If you have any questions about this work, please feel free to start a new issue or propose a PR.

Overview of StableV2V

StableV2V presents a novel paradigm to perform video editing in a shape-consistent manner, especially handling the editing scenarios when user prompts cause significant shape changes to the edited contents. Besides, StableV2V shows superior flexibility in handling a wide series of down-stream applications, considering various user prompts from different modalities.

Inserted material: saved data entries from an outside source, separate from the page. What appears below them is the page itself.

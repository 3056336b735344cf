//! Settlement: one signed authorization per paid contributor.
//!
//! Contributors are settled concurrently and independently. A missing wallet,
//! an unreachable network or a signing failure only affects the contributor
//! it happened to; everyone else is still paid. Only transient RPC failures are
//! retried.

use contribution::{
    ContributorTotal, Issue, Participant, SkipReason, SkippedContribution, UserId,
};
use futures::future::join_all;
use serde::Serialize;
use permit::{
    Address, Erc20Permit, Erc721Permit, KeyVault, NftMetadata, NftMintAuthorization,
    PaymentAuthorization, PermitError, ProviderFactory, RetryPolicy,
};
use std::collections::{BTreeSet, HashMap};
use std::sync::Arc;
use tracing::{info, warn};

use crate::config::PayoutSettings;
use crate::error::ConfigError;

/// ERC-721 half of settlement, present only when badges are enabled.
pub struct NftSettlement {
    permit: Erc721Permit,
    key: KeyVault,
    providers: Arc<dyn ProviderFactory>,
}

impl NftSettlement {
    pub fn new(permit: Erc721Permit, key: KeyVault, providers: Arc<dyn ProviderFactory>) -> Self {
        Self {
            permit,
            key,
            providers,
        }
    }
}

/// A payment authorization and the contributor it pays.
#[derive(Debug, Clone, PartialEq, Serialize)]
pub struct ContributorAuthorization {
    pub user: Participant,
    pub authorization: PaymentAuthorization,
}

/// What settling one contributor produced.
#[derive(Debug, Default)]
pub struct SettledContributor {
    pub authorization: Option<PaymentAuthorization>,
    pub nft: Option<NftMintAuthorization>,
    pub skipped: Vec<SkippedContribution>,
}

/// Signs payouts for a run.
pub struct Settlement {
    erc20: Erc20Permit,
    payment_key: Option<KeyVault>,
    providers: Arc<dyn ProviderFactory>,
    nft: Option<NftSettlement>,
    retry: RetryPolicy,
}

impl Settlement {
    /// Build from settings. Keys are handed in already paired with their
    /// passphrases; `payment_key` may be absent, in which case every
    /// contributor is reported as unpaid.
    pub fn new(
        settings: &PayoutSettings,
        payment_key: Option<KeyVault>,
        providers: Arc<dyn ProviderFactory>,
    ) -> Result<Self, ConfigError> {
        let payments = &settings.payments;
        let erc20 = Erc20Permit::new(
            payments.network_id,
            payments.token_address()?,
            payments.permit2_address()?,
            payments.token_decimals,
        );

        Ok(Self {
            erc20,
            payment_key,
            providers,
            nft: None,
            retry: settings.retry,
        })
    }

    pub fn with_nft(mut self, nft: NftSettlement) -> Self {
        self.nft = Some(nft);
        self
    }

    /// Settle every contributor, preserving input order.
    pub async fn settle_all(
        &self,
        issue: &Issue,
        totals: &[ContributorTotal],
        wallets: &HashMap<UserId, String>,
    ) -> Vec<SettledContributor> {
        join_all(
            totals
                .iter()
                .map(|total| self.settle(issue, total, wallets.get(&total.user.id))),
        )
        .await
    }

    /// Settle one contributor.
    pub async fn settle(
        &self,
        issue: &Issue,
        total: &ContributorTotal,
        wallet: Option<&String>,
    ) -> SettledContributor {
        let mut settled = SettledContributor::default();
        let skip = |reason: SkipReason| SkippedContribution::new(Some(total.user.clone()), None, reason);

        let Some(wallet) = wallet else {
            warn!(user_id = total.user.id, login = %total.user.login, "No wallet registered");
            settled.skipped.push(skip(SkipReason::NoWallet));
            return settled;
        };

        let beneficiary: Address = match wallet.parse() {
            Ok(address) => address,
            Err(e) => {
                warn!(user_id = total.user.id, error = %e, "Registered wallet is malformed");
                settled
                    .skipped
                    .push(skip(SkipReason::AuthorizationFailed(e.to_string())));
                return settled;
            }
        };

        match self.erc20.base_units(total.total) {
            Ok(0) => {
                warn!(user_id = total.user.id, total = %total.total, "Reward is below the token's smallest unit");
                settled.skipped.push(skip(SkipReason::BelowTokenPrecision));
                return settled;
            }
            Ok(_) => {}
            Err(e) => {
                warn!(user_id = total.user.id, error = %e, "Reward cannot be paid in the payment token");
                settled
                    .skipped
                    .push(skip(SkipReason::AuthorizationFailed(e.to_string())));
                return settled;
            }
        }

        match self.sign_payment(issue, total, beneficiary).await {
            Ok(authorization) => settled.authorization = Some(authorization),
            Err(e) => {
                warn!(user_id = total.user.id, issue_id = issue.id, error = %e, "Payment authorization failed");
                settled
                    .skipped
                    .push(skip(SkipReason::AuthorizationFailed(e.to_string())));
            }
        }

        if let Some(nft) = &self.nft {
            match self.sign_nft(nft, issue, total, beneficiary).await {
                Ok(authorization) => settled.nft = Some(authorization),
                Err(e) => {
                    warn!(user_id = total.user.id, issue_id = issue.id, error = %e, "Reward NFT authorization failed");
                    settled.skipped.push(skip(SkipReason::NftFailed(e.to_string())));
                }
            }
        }

        settled
    }

    async fn sign_payment(
        &self,
        issue: &Issue,
        total: &ContributorTotal,
        beneficiary: Address,
    ) -> Result<PaymentAuthorization, PermitError> {
        let key = self
            .payment_key
            .as_ref()
            .ok_or_else(|| PermitError::InvalidKey("no payment signing key configured".into()))?;

        let (erc20, providers) = (&self.erc20, &self.providers);
        let (amount, user_id, issue_id) = (total.total, total.user.id, issue.id);
        self.retry
            .run(
                "sign payment",
                move || async move {
                    providers.connect(erc20.network_id()).await?;
                    key.with_key(|signer| erc20.sign(signer, beneficiary, amount, user_id, issue_id))
                },
                PermitError::is_transient,
            )
            .await
    }

    async fn sign_nft(
        &self,
        nft: &NftSettlement,
        issue: &Issue,
        total: &ContributorTotal,
        beneficiary: Address,
    ) -> Result<NftMintAuthorization, PermitError> {
        let metadata = nft_metadata(issue, total);
        let (metadata, permit, key, providers) = (&metadata, &nft.permit, &nft.key, &nft.providers);
        let (user_id, issue_id) = (total.user.id, issue.id);
        let authorization = self
            .retry
            .run(
                "sign reward nft",
                move || async move {
                    providers.connect(permit.network_id()).await?;
                    key.with_key(|signer| permit.sign(signer, beneficiary, metadata, user_id, issue_id))
                },
                PermitError::is_transient,
            )
            .await?;

        info!(user_id, issue_id, "Reward NFT authorized");
        Ok(authorization)
    }
}

/// Badge metadata for a contributor's work on an issue.
///
/// The contribution type lists each distinct kind of work, in kind order.
pub fn nft_metadata(issue: &Issue, total: &ContributorTotal) -> NftMetadata {
    let kinds: BTreeSet<_> = total.details.iter().map(|d| d.contribution).collect();
    let contribution_type = kinds
        .iter()
        .map(|kind| kind.as_str())
        .collect::<Vec<_>>()
        .join(",");

    let (organization, repository) = issue
        .repository
        .as_ref()
        .map(|r| (r.owner.clone(), r.name.clone()))
        .unwrap_or_default();

    NftMetadata {
        organization,
        repository,
        issue_number: issue.number,
        username: total.user.login.clone(),
        contribution_type,
    }
}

<🎯Back to Table of Contents>

News

To-Do List

  • Update the codebase of StableV2V
  • Upload the curated testing benchmark DAVIS-Edit to our HuggingFace repo
  • Upload all required model weights of StableV2V to our HuggingFace repo
  • Update a Gradio demo
  • Regular Maintainence

<🎯Back to Table of Contents>

Code Structure

StableV2V
├── LICENSE
├── README.md
├── assets
├── datasets                       <----- Code of datasets for training of the depth refinement network
├── models                         <----- Code of model definitions in different components
├── runners                        <----- Code of engines to run different components
├── inference.py                   <----- Script to inference StableV2V
├── train_completion_net.py        <----- Script to train the shape-guided depth completion network
└── utils                          <----- Code of toolkit functions

<🎯Back to Table of Contents>

Prerequisites

1. Install the Dependencies

We offer an one-click command line to install all the dependencies that the code requires. First, create the virtual environment with conda:

conda create -n stablev2v python=3.10

Then, you can execute the following lines to install the dependencies with pip:

bash install_pip.sh

You can also install the dependencies with conda, following the command line below:

bash install_conda.sh

Then, you are ready to go with conda activate stablev2v.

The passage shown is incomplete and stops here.